With DFS Connect, New Yorkers can now submit complaints about prescription drug costs, pharmacy benefit managers, and drug manufacturers. After users submit a complaint, they can track the status in real-time and communicate directly with DFS staff about their issue.

Since 2022, DFS has prioritized modernizing its regulatory infrastructure. This effort has included a technology overhaul, the creation of the agency’s first data governance office, and the hiring of the first-ever chief technology officer and chief risk officer.

According to Harris, these steps have allowed DFS to “enhance its analytical capabilities, implement real-time risk monitoring, and improve decision-making processes.”

DFS has also invested in its workforce with the hiring and promoting of more than 1,000 individuals over the past three years, including the first class of financial services examiner trainees since 2018. Additionally, the department has established a climate division and a pharmacy benefit unit. It has also created an executive leadership role dedicated to internal operations.

DFS said these staffing investments, combined with business process redesign efforts, have eliminated backlogs that had persisted for years. Since 2023, the agency has cleared more than 30,000 backlogged regulatory filings.

DFS was established in 2011 with the merging of the state’s former departments of insurance and banking. DFS currently has a staff of 1,359 staff and a budget of $345 million.

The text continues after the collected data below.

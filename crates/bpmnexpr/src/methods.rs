use bpmncore::{DataType, MethodHandler, MethodSignature, Value};

/// Built-in method on a value type, backed by a plain function
pub struct BuiltinMethod {
    signature: MethodSignature,
    apply: fn(&mut Value, Option<Value>) -> Result<(), String>,
    description: &'static str,
}

impl BuiltinMethod {
    pub fn new(
        receiver: &DataType,
        method: &str,
        argument: Option<&DataType>,
        apply: fn(&mut Value, Option<Value>) -> Result<(), String>,
        description: &'static str,
    ) -> Self {
        Self {
            signature: MethodSignature::new(
                receiver.type_name(),
                method,
                argument.map(DataType::type_name),
            ),
            apply,
            description,
        }
    }
}

impl MethodHandler for BuiltinMethod {
    fn signature(&self) -> MethodSignature {
        self.signature.clone()
    }

    fn invoke(&self, receiver: &mut Value, argument: Option<Value>) -> Result<(), String> {
        (self.apply)(receiver, argument)
    }

    fn description(&self) -> &str {
        self.description
    }
}

/// Methods every registry gets from [`crate::register_all`]
pub fn standard_methods() -> Vec<BuiltinMethod> {
    vec![
        BuiltinMethod::new(
            &DataType::List,
            "add",
            Some(&DataType::Any),
            list_add,
            "Append one element",
        ),
        BuiltinMethod::new(
            &DataType::List,
            "addAll",
            Some(&DataType::List),
            list_add_all,
            "Append every element of another list",
        ),
        BuiltinMethod::new(&DataType::List, "clear", None, list_clear, "Remove all elements"),
        BuiltinMethod::new(
            &DataType::Map,
            "putAll",
            Some(&DataType::Map),
            map_put_all,
            "Insert every entry of another map",
        ),
        BuiltinMethod::new(
            &DataType::Text,
            "append",
            Some(&DataType::Text),
            text_append,
            "Append text",
        ),
        BuiltinMethod::new(
            &DataType::Long,
            "add",
            Some(&DataType::Long),
            long_add,
            "Add to the current number",
        ),
    ]
}

fn list_add(receiver: &mut Value, argument: Option<Value>) -> Result<(), String> {
    match receiver {
        Value::Null => *receiver = Value::List(vec![argument.unwrap_or(Value::Null)]),
        Value::List(items) => items.push(argument.unwrap_or(Value::Null)),
        other => return Err(format!("cannot add to {}", other.type_name())),
    }
    Ok(())
}

fn list_add_all(receiver: &mut Value, argument: Option<Value>) -> Result<(), String> {
    let extra = match argument {
        Some(Value::List(items)) => items,
        Some(Value::Null) | None => Vec::new(),
        Some(other) => return Err(format!("expected a list argument, got {}", other.type_name())),
    };
    match receiver {
        Value::Null => *receiver = Value::List(extra),
        Value::List(items) => items.extend(extra),
        other => return Err(format!("cannot add to {}", other.type_name())),
    }
    Ok(())
}

fn list_clear(receiver: &mut Value, _argument: Option<Value>) -> Result<(), String> {
    match receiver {
        Value::Null => *receiver = Value::List(Vec::new()),
        Value::List(items) => items.clear(),
        other => return Err(format!("cannot clear {}", other.type_name())),
    }
    Ok(())
}

fn map_put_all(receiver: &mut Value, argument: Option<Value>) -> Result<(), String> {
    let entries = match argument {
        Some(Value::Map(entries)) => entries,
        Some(Value::Null) | None => Default::default(),
        Some(other) => return Err(format!("expected a map argument, got {}", other.type_name())),
    };
    match receiver {
        Value::Null => *receiver = Value::Map(entries),
        Value::Map(current) => current.extend(entries),
        other => return Err(format!("cannot put into {}", other.type_name())),
    }
    Ok(())
}

fn text_append(receiver: &mut Value, argument: Option<Value>) -> Result<(), String> {
    let suffix = argument.and_then(|v| v.to_text()).unwrap_or_default();
    match receiver {
        Value::Null => *receiver = Value::String(suffix),
        Value::String(text) => text.push_str(&suffix),
        other => return Err(format!("cannot append to {}", other.type_name())),
    }
    Ok(())
}

fn long_add(receiver: &mut Value, argument: Option<Value>) -> Result<(), String> {
    let delta = match argument {
        Some(Value::Long(n)) => n,
        Some(other) => return Err(format!("expected a long argument, got {}", other.type_name())),
        None => return Err("missing argument".to_string()),
    };
    match receiver {
        Value::Null => *receiver = Value::Long(delta),
        Value::Long(n) => *n = n.checked_add(delta).ok_or("integer overflow")?,
        other => return Err(format!("cannot add to {}", other.type_name())),
    }
    Ok(())
}

/// Setter on a business object: `Class.setField(type)` writes `field`
pub struct ObjectFieldSetter {
    class_name: String,
    method: String,
    field: String,
    field_type: DataType,
}

impl ObjectFieldSetter {
    pub fn new(class_name: &str, field: &str, field_type: DataType) -> Self {
        let mut chars = field.chars();
        let capitalized = match chars.next() {
            Some(first) => first.to_uppercase().chain(chars).collect::<String>(),
            None => String::new(),
        };
        Self {
            class_name: class_name.to_string(),
            method: format!("set{}", capitalized),
            field: field.to_string(),
            field_type,
        }
    }
}

impl MethodHandler for ObjectFieldSetter {
    fn signature(&self) -> MethodSignature {
        MethodSignature::new(
            &self.class_name,
            &self.method,
            Some(self.field_type.type_name()),
        )
    }

    fn invoke(&self, receiver: &mut Value, argument: Option<Value>) -> Result<(), String> {
        let value = argument.unwrap_or(Value::Null);
        if !self.field_type.accepts(&value) {
            return Err(format!(
                "field '{}' expects {}, got {}",
                self.field,
                self.field_type,
                value.type_name()
            ));
        }
        match receiver {
            Value::Object(object) if object.class_name == self.class_name => {
                object.fields.insert(self.field.clone(), value);
                Ok(())
            }
            other => Err(format!(
                "expected a {} receiver, got {}",
                self.class_name,
                other.type_name()
            )),
        }
    }

    fn description(&self) -> &str {
        "Business object field setter"
    }
}

#[cfg(test)]
mod tests {
    use super::*;
    use bpmncore::ObjectValue;

    fn method(receiver: &DataType, name: &str) -> BuiltinMethod {
        standard_methods()
            .into_iter()
            .find(|m| {
                m.signature.receiver_type == receiver.type_name() && m.signature.method == name
            })
            .unwrap()
    }

    #[test]
    fn test_list_methods_mutate_in_place() {
        let mut value = Value::List(vec![Value::Long(1)]);
        method(&DataType::List, "add")
            .invoke(&mut value, Some(Value::Long(2)))
            .unwrap();
        method(&DataType::List, "addAll")
            .invoke(&mut value, Some(Value::List(vec![Value::Long(3)])))
            .unwrap();
        assert_eq!(
            value,
            Value::List(vec![Value::Long(1), Value::Long(2), Value::Long(3)])
        );

        method(&DataType::List, "clear").invoke(&mut value, None).unwrap();
        assert_eq!(value, Value::List(vec![]));
    }

    #[test]
    fn test_text_append_on_null_starts_fresh() {
        let mut value = Value::Null;
        method(&DataType::Text, "append")
            .invoke(&mut value, Some(Value::from("abc")))
            .unwrap();
        assert_eq!(value, Value::from("abc"));
    }

    #[test]
    fn test_object_setter() {
        let setter = ObjectFieldSetter::new("Invoice", "amount", DataType::Long);
        assert_eq!(setter.signature().to_string(), "Invoice.setAmount(long)");

        let mut invoice = Value::Object(ObjectValue::new("Invoice"));
        setter.invoke(&mut invoice, Some(Value::Long(12))).unwrap();
        assert_eq!(
            invoice,
            Value::Object(ObjectValue::new("Invoice").with_field("amount", 12i64))
        );

        assert!(setter.invoke(&mut invoice, Some(Value::from("12"))).is_err());
        let mut order = Value::Object(ObjectValue::new("Order"));
        assert!(setter.invoke(&mut order, Some(Value::Long(1))).is_err());
    }
}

Today DFS regulates the activities of more than 3,000 financial institutions with nearly $10 trillion in assets. These include more than 1,900 insurance companies with assets of more than $6.4 trillion, including property/casualty insurance companies, life insurance companies, health insurers and managed care organizations, and pharmacy benefit managers.

DFS also regulates more than 1,300 banks and financial institutions with assets totaling more than $3.3 trillion, including 120 foreign banks and 15 global systemically important banks, credit unions, money services businesses, credit reporting agencies, and student loan servicers.

The department was the first U.S. regulator to start licensing virtual currency companies and has since developed a virtual currency regulatory framework.